Oversee onboarding. As Microsoft advised, “Make sure employee onboarding systems do not rely solely on onboarding buddies and other peer support. Position managers as the first line of support for those who are new to the company.”
Listen. Managers will have a heightened role in the hybrid model, and they’ll need to actively listen to their workers in order to gain insights that will help develop best practices processes in a more digital world. They will need to translate those insights into resources, training, and the increased care that employees will require in hybrid or remote arrangements.
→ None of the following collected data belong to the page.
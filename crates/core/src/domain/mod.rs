mod graph;
mod incident;
mod node;

pub use graph::GraphRegistry;
pub use incident::{
    CrowdEstimate, EvacuationPath, IncidentPhase, IncidentState, Timeline, TimelineEvent,
    VoicePhase, VoiceSession,
};
pub use node::{Node, NodeId, NodeRecord};
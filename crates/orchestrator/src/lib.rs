//! Orchestration core for the incident-response console.
//!
//! Multiplexes three asynchronous data sources (world-state polling,
//! voice-session polling, operator route requests) into one consistent
//! [`incident_core::IncidentState`], with single-flight polling and
//! last-applied-wins route sequencing.

pub mod error;
pub mod executor;
pub mod projection;
pub mod services;
pub mod state_machine;
pub mod supervisor;

pub use error::{BackendError, OrchestratorError, Result};
pub use executor::{ConsoleHandle, ExecutorConfig, IncidentExecutor};
pub use projection::{project, ConsoleView, SystemMode};
pub use state_machine::{Effect, IncidentMachine, MachineInput};
pub use supervisor::{PollerConfig, PollerSupervisor};
use thiserror::Error;

/// Failure of one remote adapter call.
///
/// Adapters never retry; every failure surfaces here and is handled by the
/// state machine (timeline entry plus no-op or a defined fallback
/// transition).
#[derive(Debug, Clone, Error, PartialEq, Eq)]
pub enum BackendError {
    /// Network or HTTP-level failure. Non-fatal; the next natural poller
    /// tick or operator action retries.
    #[error("Transport failure: {0}")]
    Transport(String),

    /// No reachable exit from the requested start node.
    #[error("No safe path found")]
    NotFound,

    /// The voice session is gone. Terminal for the current session only.
    #[error("Voice session expired")]
    SessionExpired,

    /// The backend answered with a body the adapter could not interpret.
    #[error("Protocol error: {0}")]
    Protocol(String),
}

impl From<reqwest::Error> for BackendError {
    fn from(e: reqwest::Error) -> Self {
        Self::Transport(e.to_string())
    }
}

#[derive(Debug, Error)]
pub enum OrchestratorError {
    #[error("Graph error: {0}")]
    Core(#[from] incident_core::CoreError),

    #[error("Backend error: {0}")]
    Backend(#[from] BackendError),

    #[error("Failed to build HTTP client: {0}")]
    ClientSetup(String),

    #[error("Orchestrator is shut down")]
    Shutdown,
}

pub type Result<T> = std::result::Result<T, OrchestratorError>;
Manage. Supervisors will need to remain more aware of the conversations taking place between onsite and offsite personnel to ensure that virtual harassment or feelings of alienation are curbed. That could take many forms: auditing conversations, enforcing rules to prevent gatherings that exclude those working remotely, having people buddy up on calls to provide for witnesses, or more. They also need to rely on data. Talent who are teleworking should not incur a “promotion penalty” by default. Their performance and productivity should be measured by data against their peers or established metrics. If the excuse is that WFH folks are out of touch with the office, it’s the manager’s responsibility to be communicative and transparent to help keep them in touch with the office—just as it’s the workers’ responsibility to actively solicit feedback and remain attuned to the office.
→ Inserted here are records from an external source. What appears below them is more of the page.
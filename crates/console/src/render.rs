//! Plain-text rendering of the console view.

use incident_core::IncidentPhase;
use orchestrator::{ConsoleView, SystemMode};

/// Render one view as a multi-line block for the terminal.
pub fn render(view: &ConsoleView) -> String {
    let mut out = String::new();

    match view.mode {
        SystemMode::Normal => out.push_str("[ NORMAL ] "),
        SystemMode::Alert => out.push_str("[ ALERT! ] "),
    }
    out.push_str(phase_label(view.phase));
    out.push('\n');

    if !view.danger_nodes.is_empty() {
        out.push_str("  danger: ");
        out.push_str(
            &view
                .danger_nodes
                .iter()
                .map(|n| n.as_str())
                .collect::<Vec<_>>()
                .join(", "),
        );
        out.push('\n');
    }

    if let Some(route) = &view.route {
        out.push_str(&format!(
            "  route:  {} (from {}, cost {:.0})\n",
            route.display, route.source_name, route.cost
        ));
    }

    if let Some(voice) = &view.voice {
        out.push_str(&format!(
            "  voice:  session {} [{}]\n",
            voice.session_id,
            voice.phase.as_str()
        ));
    }

    for crowd in &view.crowd {
        out.push_str(&format!(
            "  crowd:  {} people near {}\n",
            crowd.people_count, crowd.node_id
        ));
    }

    for event in &view.timeline {
        let marker = if event.is_current { '>' } else { ' ' };
        out.push_str(&format!("  {} {}  {}\n", marker, event.time, event.label));
    }

    out
}

fn phase_label(phase: IncidentPhase) -> &'static str {
    match phase {
        IncidentPhase::Idle => "Monitoring",
        IncidentPhase::Detected => "Fire detected",
        IncidentPhase::AwaitingVoice => "Awaiting voice location",
        IncidentPhase::RouteReady => "Evacuation route active",
        IncidentPhase::Cleared => "Clearing",
    }
}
Scheduling. As Bloom opined in Harvard Business Review, allowing employees to select their own schedules for hybrid days may not solve the challenges. He recommended that “managers should decide which days their team should WFH. For example, if the manager picks WFH on Wednesday and Friday, everyone would come in on the other days. The only exceptions should be new hires, who should come in for an extra office day each week for their first year in order to bond with other new recruits.” The benefit of this, despite the expectation of push back, is encouraging coordination by ensuring that teams who work together regularly have at least two days of overlap in the office.
As with any hybrid creation, it’s difficult to gauge what the results will be once the creature is set loose, so to speak. Success will demand diligent observation, analysis, attention, and ongoing support. When workers are remote, they and their managers must still remain present.